Las luces del día, y las que
aparecen de noche, se desdibujan a cada segundo cuando intentás re-descubrir
tus propias intenciones; “¿qué te llevó a estar así?”, “¿qué pasó que decidiste
darte de baja y darle lugar a la depresión?”, “¿qué ocurrió en tu mente para
que dejaras de preocuparte de vos mismo?”, “¿qué pasó después de algún episodio
que terminó con la poca vida que tenías?” Esas son preguntas que me hago todo
el tiempo, que creo que todos nos hacemos todo el tiempo.
Cuando hablo de “todos”, me
refiero al grupo de humanos que enfrenta sus días, que le da lugar a la
angustia, a la ansiedad, al desasosiego, a la lucidez necesaria para descubrir
el dolor.
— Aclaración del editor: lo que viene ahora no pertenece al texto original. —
use thiserror::Error;

#[derive(Debug, Error)]
pub enum InfraError {
    #[error("configuration error: {0}")]
    Configuration(#[from] crate::config::LoadError),
    #[error("telemetry error: {message}")]
    Telemetry { message: String },
}

impl InfraError {
    pub fn telemetry(message: impl Into<String>) -> Self {
        Self::Telemetry {
            message: message.into(),
        }
    }
}
//! Calculation engine: validate, consult the cache, dispatch, record.
//!
//! One explicitly constructed instance per process, created at startup and
//! passed by reference to consumers. Collaborating parts (cache store,
//! registry, monitor) are injectable for tests and embedders.

mod builtins;
mod config;
mod error;
mod flight;
mod monitor;
mod registry;
mod validator;

pub use builtins::{BUILTIN_DESCRIPTORS, Builtin};
pub use config::EngineConfig;
pub use error::EngineError;
pub use monitor::{CalculatorStats, PerformanceMonitor, SystemStats};
pub use registry::{AlgorithmRegistry, CalculatorAlgorithm, ComputeError};
pub use validator::{ValidationIssue, validate};

use std::collections::HashMap;
use std::panic::{AssertUnwindSafe, catch_unwind};
use std::sync::{Arc, Mutex, RwLock};
use std::time::Instant;

use metrics::{counter, histogram};
use serde_json::Value;
use tracing::{debug, warn};

use crate::cache::lock::{mutex_lock, rw_read, rw_write};
use crate::cache::{CacheStats, CacheStore, SweepHandle, key};
use crate::domain::{CalculationResult, CalculatorDescriptor, InputMap, ResultMetadata};
use crate::util::bytes::format_bytes;

use flight::{FlightPosition, FlightTable};

const METRIC_COMPUTE_MS: &str = "calcengine_compute_ms";
const METRIC_VALIDATION_REJECT_TOTAL: &str = "calcengine_validation_reject_total";
const METRIC_FLIGHT_COALESCED_TOTAL: &str = "calcengine_flight_coalesced_total";

/// Orchestrates one calculation per call.
///
/// Per-call flow: descriptor lookup → cache key → cache probe → on miss,
/// validate → dispatch (registry, then builtins) → cache write → metrics.
/// A cached result was already validated and is immutable, so hits skip
/// validation and dispatch entirely.
pub struct CalculationEngine {
    config: EngineConfig,
    descriptors: RwLock<HashMap<String, CalculatorDescriptor>>,
    registry: AlgorithmRegistry,
    cache: Arc<CacheStore<CalculationResult>>,
    monitor: PerformanceMonitor,
    flight: FlightTable,
    sweeper: Mutex<Option<SweepHandle>>,
}

impl CalculationEngine {
    pub fn new(config: EngineConfig) -> Self {
        let cache = Arc::new(CacheStore::new(config.cache.clone()));
        let registry = AlgorithmRegistry::new();
        let monitor = PerformanceMonitor::new(config.monitor_window);
        Self::with_parts(config, cache, registry, monitor)
    }

    /// Construct with injected collaborators.
    pub fn with_parts(
        config: EngineConfig,
        cache: Arc<CacheStore<CalculationResult>>,
        registry: AlgorithmRegistry,
        monitor: PerformanceMonitor,
    ) -> Self {
        let sweeper = config
            .cache
            .sweep_interval()
            .map(|interval| SweepHandle::spawn(Arc::clone(&cache), interval));

        let engine = Self {
            config,
            descriptors: RwLock::new(HashMap::new()),
            registry,
            cache,
            monitor,
            flight: FlightTable::new(),
            sweeper: Mutex::new(sweeper),
        };

        for descriptor in BUILTIN_DESCRIPTORS.iter() {
            engine.register_calculator(descriptor.clone());
        }
        engine
    }

    /// Register (or replace) a calculator's declared input schema.
    pub fn register_calculator(&self, descriptor: CalculatorDescriptor) {
        debug!(calculator = %descriptor.id, inputs = descriptor.inputs.len(), "calculator registered");
        rw_write(&self.descriptors, "register_calculator").insert(descriptor.id.clone(), descriptor);
    }

    /// Register (or replace) the algorithm for a calculator id.
    pub fn register(&self, id: impl Into<String>, algorithm: impl CalculatorAlgorithm + 'static) {
        self.registry.register(id, algorithm);
    }

    /// Closure convenience over [`register`](Self::register).
    pub fn register_algorithm<F>(&self, id: impl Into<String>, compute: F)
    where
        F: Fn(&InputMap) -> Result<CalculationResult, ComputeError> + Send + Sync + 'static,
    {
        self.registry.register_fn(id, compute);
    }

    pub fn has_calculator(&self, id: &str) -> bool {
        rw_read(&self.descriptors, "has_calculator").contains_key(id)
    }

    /// Run one calculation.
    pub fn calculate(
        &self,
        calculator_id: &str,
        inputs: &InputMap,
        context: Option<&Value>,
    ) -> Result<CalculationResult, EngineError> {
        let call_started = Instant::now();

        let descriptor = rw_read(&self.descriptors, "calculate.descriptor")
            .get(calculator_id)
            .cloned()
            .ok_or_else(|| EngineError::not_found(calculator_id))?;

        // The cache is never a correctness dependency: a canonicalization
        // failure degrades this call to compute-without-cache.
        let cache_key = match key::encode(calculator_id, inputs, context) {
            Ok(cache_key) => Some(cache_key),
            Err(err) => {
                warn!(calculator = %calculator_id, error = %err, "cache key derivation failed; computing uncached");
                None
            }
        };

        let Some(cache_key) = cache_key else {
            return self.compute_validated(&descriptor, inputs, None, call_started);
        };

        if let Some(result) = self.cache.get(&cache_key) {
            debug!(calculator = %calculator_id, "cache hit");
            self.monitor
                .record(calculator_id, elapsed_ms(call_started), inputs.len(), true);
            return Ok(result);
        }

        match self.flight.join(&cache_key) {
            FlightPosition::Leader(slot) => {
                let outcome =
                    self.compute_validated(&descriptor, inputs, Some(&cache_key), call_started);
                self.flight.complete(&cache_key, &slot, &outcome);
                outcome
            }
            FlightPosition::Follower(slot) => {
                counter!(METRIC_FLIGHT_COALESCED_TOTAL).increment(1);
                match slot.wait(self.config.flight_wait()) {
                    Some(outcome) => {
                        // the leader did the work; for this caller it is a hit
                        if outcome.is_ok() {
                            self.monitor.record(
                                calculator_id,
                                elapsed_ms(call_started),
                                inputs.len(),
                                true,
                            );
                        }
                        outcome
                    }
                    None => Err(EngineError::Computation {
                        calculator_id: calculator_id.to_string(),
                        duration_ms: elapsed_ms(call_started),
                        message: "timed out waiting for in-flight calculation".to_string(),
                    }),
                }
            }
        }
    }

    fn compute_validated(
        &self,
        descriptor: &CalculatorDescriptor,
        inputs: &InputMap,
        cache_key: Option<&str>,
        call_started: Instant,
    ) -> Result<CalculationResult, EngineError> {
        let issues = validate(descriptor, inputs);
        if !issues.is_empty() {
            counter!(METRIC_VALIDATION_REJECT_TOTAL).increment(1);
            debug!(calculator = %descriptor.id, violations = issues.len(), "inputs rejected");
            return Err(EngineError::Validation(issues));
        }

        let algorithm = self.registry.get(&descriptor.id).or_else(|| {
            Builtin::lookup(&descriptor.id)
                .map(|builtin| Arc::new(builtin) as Arc<dyn CalculatorAlgorithm>)
        });
        let Some(algorithm) = algorithm else {
            return Err(EngineError::Computation {
                calculator_id: descriptor.id.clone(),
                duration_ms: elapsed_ms(call_started),
                message: "not implemented".to_string(),
            });
        };

        // Algorithm bodies are untrusted; a panic must not poison the
        // single-flight slot or tear down the caller.
        let compute_started = Instant::now();
        let outcome = catch_unwind(AssertUnwindSafe(|| algorithm.compute(inputs)));
        let duration_ms = elapsed_ms(compute_started);
        histogram!(METRIC_COMPUTE_MS, "calculator" => descriptor.id.clone()).record(duration_ms);

        match outcome {
            Ok(Ok(mut result)) => {
                result.metadata = ResultMetadata::from_duration_ms(duration_ms);
                if let Some(cache_key) = cache_key {
                    self.cache
                        .insert(cache_key.to_string(), result.clone(), descriptor.cache_ttl);
                }
                self.monitor
                    .record(&descriptor.id, duration_ms, inputs.len(), false);
                Ok(result)
            }
            Ok(Err(err)) => {
                self.monitor.record_failure(&descriptor.id, duration_ms);
                warn!(calculator = %descriptor.id, error = %err, "algorithm failed");
                Err(EngineError::Computation {
                    calculator_id: descriptor.id.clone(),
                    duration_ms: elapsed_ms(call_started),
                    message: err.message,
                })
            }
            Err(panic) => {
                self.monitor.record_failure(&descriptor.id, duration_ms);
                let message = panic_message(panic.as_ref());
                warn!(calculator = %descriptor.id, detail = %message, "algorithm panicked");
                Err(EngineError::Computation {
                    calculator_id: descriptor.id.clone(),
                    duration_ms: elapsed_ms(call_started),
                    message: format!("algorithm panicked: {message}"),
                })
            }
        }
    }

    /// Drop every cached result of one calculator. Returns how many
    /// entries were removed.
    pub fn invalidate_calculator(&self, calculator_id: &str) -> usize {
        self.cache.clear_prefix(&key::calculator_prefix(calculator_id))
    }

    pub fn cache_stats(&self) -> CacheStats {
        self.cache.stats()
    }

    pub fn stats_for(&self, calculator_id: &str) -> Option<CalculatorStats> {
        self.monitor.stats_for(calculator_id)
    }

    pub fn system_stats(&self) -> SystemStats {
        self.monitor.system_stats()
    }

    /// Stop the background sweeper and release it. Idempotent; also runs
    /// on drop.
    pub fn close(&self) {
        if let Some(mut sweeper) = mutex_lock(&self.sweeper, "close").take() {
            sweeper.stop();
            let stats = self.cache.stats();
            debug!(
                entries = stats.size,
                memory = %format_bytes(stats.approx_memory_bytes),
                "engine closed"
            );
        }
    }
}

impl Drop for CalculationEngine {
    fn drop(&mut self) {
        self.close();
    }
}

fn elapsed_ms(started: Instant) -> f64 {
    started.elapsed().as_secs_f64() * 1000.0
}

fn panic_message(panic: &(dyn std::any::Any + Send)) -> String {
    if let Some(message) = panic.downcast_ref::<&str>() {
        (*message).to_string()
    } else if let Some(message) = panic.downcast_ref::<String>() {
        message.clone()
    } else {
        "opaque panic payload".to_string()
    }
}
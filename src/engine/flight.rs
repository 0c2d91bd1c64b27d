//! Per-key single-flight coordination.
//!
//! Concurrent misses on the same cache key elect one leader; everyone else
//! waits on the leader's slot. The algorithm therefore runs at most once
//! per key per miss, and a stampede degrades to one computation plus cheap
//! waits. Waits are bounded: a follower that outlives the timeout fails
//! instead of blocking forever on untrusted algorithm code.

use std::collections::HashMap;
use std::sync::{Arc, Condvar, Mutex};
use std::time::{Duration, Instant};

use crate::cache::lock::mutex_lock;
use crate::domain::CalculationResult;

use super::error::EngineError;

type FlightOutcome = Result<CalculationResult, EngineError>;

pub(crate) struct FlightSlot {
    outcome: Mutex<Option<FlightOutcome>>,
    done: Condvar,
}

impl FlightSlot {
    fn new() -> Self {
        Self {
            outcome: Mutex::new(None),
            done: Condvar::new(),
        }
    }

    /// Block until the leader publishes or the timeout elapses.
    pub(crate) fn wait(&self, timeout: Duration) -> Option<FlightOutcome> {
        let deadline = Instant::now() + timeout;
        let mut outcome = mutex_lock(&self.outcome, "flight.wait");
        while outcome.is_none() {
            let remaining = deadline.saturating_duration_since(Instant::now());
            if remaining.is_zero() {
                return None;
            }
            let (guard, _timed_out) = self
                .done
                .wait_timeout(outcome, remaining)
                .unwrap_or_else(|poisoned| poisoned.into_inner());
            outcome = guard;
        }
        outcome.clone()
    }

    fn publish(&self, result: FlightOutcome) {
        *mutex_lock(&self.outcome, "flight.publish") = Some(result);
        self.done.notify_all();
    }
}

pub(crate) enum FlightPosition {
    Leader(Arc<FlightSlot>),
    Follower(Arc<FlightSlot>),
}

/// Tracks one in-flight slot per cache key.
pub(crate) struct FlightTable {
    slots: Mutex<HashMap<String, Arc<FlightSlot>>>,
}

impl FlightTable {
    pub(crate) fn new() -> Self {
        Self {
            slots: Mutex::new(HashMap::new()),
        }
    }

    /// Join the flight for `key`: first caller becomes the leader, later
    /// callers follow.
    pub(crate) fn join(&self, key: &str) -> FlightPosition {
        let mut slots = mutex_lock(&self.slots, "flight.join");
        if let Some(slot) = slots.get(key) {
            FlightPosition::Follower(Arc::clone(slot))
        } else {
            let slot = Arc::new(FlightSlot::new());
            slots.insert(key.to_string(), Arc::clone(&slot));
            FlightPosition::Leader(slot)
        }
    }

    /// Publish the leader's outcome and retire the slot.
    pub(crate) fn complete(&self, key: &str, slot: &FlightSlot, outcome: &FlightOutcome) {
        slot.publish(outcome.clone());
        mutex_lock(&self.slots, "flight.complete").remove(key);
    }
}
Somos un equipo desordenado, desorganizado, que solo quiere recuperar
las luces y poder encaminarse de manera correcta en el fondo del autobús, para
poder caminar después a la luz de la luna, sin tener miedo de que venga una
mano oscura y nos capture como ya nos había pasado.
La depresión no tiene palabras
ni entidades. Simplemente es. No hay caricias ni dolores que sirvan, ni ungüentos
o malestares tangibles, solo angustia y pesar, de esos que nunca acaban.
Ya no tengo ganas de escribir.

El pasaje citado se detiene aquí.